A Terapia Manual é o principal recurso da Fisioterapia Manipulativa, que se trata de uma especialidade dentro da Fisioterapia a nível de pós-graduação, para a reabilitação de pacientes não apenas com problemas ortopédicos, mas também reumatológicos, neurológicos, posturais e reabilitação pós-operatória. Sempre que necessário, a cinesioterapia é associada a Terapia Manual.

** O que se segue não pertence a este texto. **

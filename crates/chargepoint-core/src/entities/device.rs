use serde::Serialize;

use crate::config::DOMAIN;
use crate::models::ChargerSnapshot;

/// Vendor brand code used by ChargePoint-made chargers
const BRAND_CHARGEPOINT: &str = "CP";

/// Registry information for one charger device.
#[derive(Debug, Clone, PartialEq, Eq, Serialize)]
pub struct DeviceInfo {
    /// `(domain, charger id)`
    pub identifier: (String, String),
    pub manufacturer: String,
    pub model: Option<String>,
    pub name: String,
    pub sw_version: Option<String>,
    /// Zone the user assigned the charger to during setup
    pub suggested_area: Option<String>,
}

impl DeviceInfo {
    pub fn for_charger(charger: &ChargerSnapshot, zone: Option<&str>) -> Self {
        let manufacturer = match charger.brand.as_deref() {
            Some(BRAND_CHARGEPOINT) | None => "ChargePoint".to_string(),
            Some(other) => other.to_string(),
        };

        let name = match charger.short_model() {
            Some(short) if short.contains("CPH") => format!("{} Home Flex ({})", manufacturer, short),
            Some(short) => format!("{} {}", manufacturer, short),
            None => format!("{} {}", manufacturer, charger.id),
        };

        Self {
            identifier: (DOMAIN.to_string(), charger.id.to_string()),
            manufacturer,
            model: charger.model.clone(),
            name,
            sw_version: charger.software_version.clone(),
            suggested_area: zone.map(str::to_string),
        }
    }
}
//! Authentication types for the vendor account.
//!
//! This module provides:
//! - `Credentials`: the username/password pair collected during setup
//! - `SessionToken`: the opaque token issued at login
//! - `Session`: the single in-memory token holder owned by the coordinator
//!
//! Nothing here touches disk; the host decides what to persist.

pub mod credentials;
pub mod session;

pub use credentials::Credentials;
pub use session::{Session, SessionToken};
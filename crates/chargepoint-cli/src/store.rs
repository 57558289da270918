//! On-disk storage for configured accounts.
//!
//! Entries live at `~/.config/chargepoint-ha/entries.json` together with the
//! zone names offered when assigning chargers. Passwords are never written
//! here; see [`CredentialStore`](crate::credentials::CredentialStore).

use std::path::{Path, PathBuf};

use anyhow::{Context, Result};
use chargepoint_core::config::{ConfigEntries, ConfigEntry};
use chargepoint_core::SessionToken;
use serde::{Deserialize, Serialize};

/// Application name used for the config directory
pub const APP_NAME: &str = "chargepoint-ha";

const ENTRIES_FILE: &str = "entries.json";

fn default_zones() -> Vec<String> {
    ["Garage", "Driveway", "Carport", "Outside"]
        .iter()
        .map(|z| z.to_string())
        .collect()
}

#[derive(Debug, Clone, Serialize, Deserialize)]
pub struct EntryStore {
    /// Zones chargers can be assigned to during setup
    #[serde(default = "default_zones")]
    pub zones: Vec<String>,
    #[serde(flatten)]
    pub entries: ConfigEntries,
    #[serde(skip)]
    path: PathBuf,
}

impl EntryStore {
    pub fn load() -> Result<Self> {
        Self::load_from(Self::default_path()?)
    }

    pub fn load_from(path: PathBuf) -> Result<Self> {
        let mut store: Self = if path.exists() {
            let contents = std::fs::read_to_string(&path)
                .with_context(|| format!("Failed to read {}", path.display()))?;
            serde_json::from_str(&contents)
                .with_context(|| format!("Failed to parse {}", path.display()))?
        } else {
            Self {
                zones: default_zones(),
                entries: ConfigEntries::new(),
                path: PathBuf::new(),
            }
        };
        store.path = path;
        Ok(store)
    }

    pub fn save(&self) -> Result<()> {
        if let Some(parent) = self.path.parent() {
            std::fs::create_dir_all(parent)?;
        }
        let contents = serde_json::to_string_pretty(self)?;
        std::fs::write(&self.path, contents)
            .with_context(|| format!("Failed to write {}", self.path.display()))?;
        Ok(())
    }

    pub fn path(&self) -> &Path {
        &self.path
    }

    /// The configured account. The CLI manages a single account.
    pub fn entry(&self) -> Result<&ConfigEntry> {
        self.entries
            .iter()
            .next()
            .ok_or_else(|| anyhow::anyhow!("No account configured; run `chargepoint setup`"))
    }

    /// Record the latest token for an account. Returns whether anything
    /// changed and needs saving.
    pub fn set_token(&mut self, username: &str, token: Option<SessionToken>) -> bool {
        let Some(mut entry) = self.entries.get(username).cloned() else {
            return false;
        };
        if entry.access_token == token {
            return false;
        }

        entry.access_token = token;
        self.entries.update(entry)
    }

    fn default_path() -> Result<PathBuf> {
        let config_dir = dirs::config_dir()
            .ok_or_else(|| anyhow::anyhow!("Could not find config directory"))?;
        Ok(config_dir.join(APP_NAME).join(ENTRIES_FILE))
    }
}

Veja a seguir algumas informações sobre as principais técnicas de Terapia Manual utilizadas dentro da Fisioterapia Manipulativa:

Maitland

O Conceito Maitland é a abordagem da Fisioterapia Manipulativa criada pelo fisioterapeuta australiano Geoff Maitland na década de 60, tendo se espalhado pelo resto do mundo, formando a base da terapia manual fisioterápica. O conceito que Geoff Maitland introduziu é baseado em observações clínicas dos sinais e sintomas do paciente, e a avaliação que os efeitos das técnicas de tratamento tem sobre os mesmos. Grande parte da importância do conceito reside na avaliação manual dos movimentos fisiológicos (osteocinemáticos) e acessórios (artrocinemáticos) articulares. Este exame manual é parte essencial do diagnóstico físico de disfunções da coluna realizado pelo fisioterapeuta manipulativo.

Mulligan

O Conceito Mulligan foi criado pelo fisioterapeuta Neozelandês Brian Mulligan no início da década de 70. Seu conceito baseia-se na teoria da falha posicional, pois quando temos uma lesão ou injúria, a articulação pode assumir uma posição ligeiramente anormal, muitas vezes invisível em exames, e estas pequenas falhas posicionais levariam a restrições de movimento resultando em dor. Neste conceito as mobilizações são realizadas com carga, combinando movimentos passivos e ativos, e de maneira totalmente indolor.

Mobilização Neural

A Mobilização Neural é uma técnica que tem sido bastante estudada atualmente e diversos pesquisadores têm divulgado dados clínicos e científicos sobre sua eficácia. Visa, principalmente, liberar aderências que impeçam o movimento e o deslizamento adequados dos nervos espinais em todo seu trajeto, inclusive o forame intervertebral, podendo ser fonte de dores locais e referidas. Dados indicam que grande parte dos pacientes ortopédicos apresenta problemas na mobilidade neural.